O diretor Rainer Werner Fassbinder que morrera em condições até hoje não definitivamente esclarecidas, provoca seu público a se atentar a circunstâncias da vida e no que nos agarramos para sair de determinados problemas. Para isso, explora a fotografia em P&B contrapondo o bem e o mal, bem como a moral que permeia esses extremos. As relações postas em cena assinalam uma narrativa sufocante, a qual o papel dominante gera desconfiança pela incerteza e objetivo do cuidado – e reflete no real interesse que um tem para com o outro. É a dúvida sombria imposta que se clareia durante a projeção e encontra um final aterrador.

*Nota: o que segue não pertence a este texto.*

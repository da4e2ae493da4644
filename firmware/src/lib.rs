#![no_std]

use ector::mutex::NoopRawMutex;
use embassy_sync::channel::Sender;
use thiserror::Error;

pub mod bsp;
pub mod capture;
pub mod imu;

/// Alias for the actor's inbox
pub type ActorInbox<M> = Sender<'static, NoopRawMutex, M, 10>;

#[derive(Debug, Error)]
pub enum AppError {
    #[error("Read period {0}ms must be greater than the sample interval {1}ms")]
    InvalidReadPeriod(u64, u64),
    #[error("Failed to initialize IMU: {0:?}")]
    ImuInit(mpu6050::Error<bsp::I2cBusDeviceError>),
}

Quem ler rapidamente a sinopse deverá se recordar de “Crepúsculo dos Deuses” do Billy Wilder. Ambos trazem o envelhecimento como cerne, diagnosticando a idade como um tabu para o cinema, o desinteresse que produtoras passam a ter com suas estrelas quando estas já não atendem mais os ideais e padrões propostos socialmente para o cinema e precisam ser descartados. Veronika Voss percebe o tempo influir em sua carreira e somatiza problemas que a impedem de protagonizar filmes. Há quem a respeite – ou finja respeitar – não a escalando para papéis secundários com a desculpa de que ela não pode se submeter a eles. Essa rejeição é somada a sua saúde debilitada, e permanece internada sob os cuidados da Dra. Marianne Katz (Annemarie Düringer).
Escrito por Fassbinder juntamente a Pea Fröhlich e Peter Märthesheimer, “O Desespero de Veronika Voss” é uma constante seqüência de cenas que elevam a grandeza do cinema autoral do diretor. Somos surpreendidos cena após cena e nesse arco de suspeitas e interesses, o jornalista impetuoso Robert Krohn aparece como vítima absorvendo a condição de Veronika internada devido a um vício: a morfina. Nessa clínica, idealizada assustadoramente branca, pacientes são colocados sob tratamento intensivo para vencer a dependência pela droga – e a forma de tratamento levanta outras questões que não só visa a cura, mas o mantimento.
Repleto de reviravoltas e com um desenrolar intrigante, “O Desespero de Veronika Voss” é um trabalho instigante na carreira de Fassbinder, denunciando a perversidade através do cuidado e a redoma de intenções ao seu redor. Dividindo tempo com uma afronta social, o roteiro explora no existencialismo o tempo e suas conseqüências, e revela através de um olhar austero a ambição de uma vida dedicada a arte e tomada pela recriminação. Com atuações poderosas, sobretudo de Rosel Zech, o longa é um intenso estudo sobre relações humanas e os assuntos que o permeiam no ato em que a moral e a ética decaíram. E a liberdade almejada? O rompimento dessa busca se dá na perspectiva do acalento do vício, é mais fácil ser dominado do que lidar com a falta, e assim, juntamente a alguns sensos, a protagonista desaba e o filme resplandece.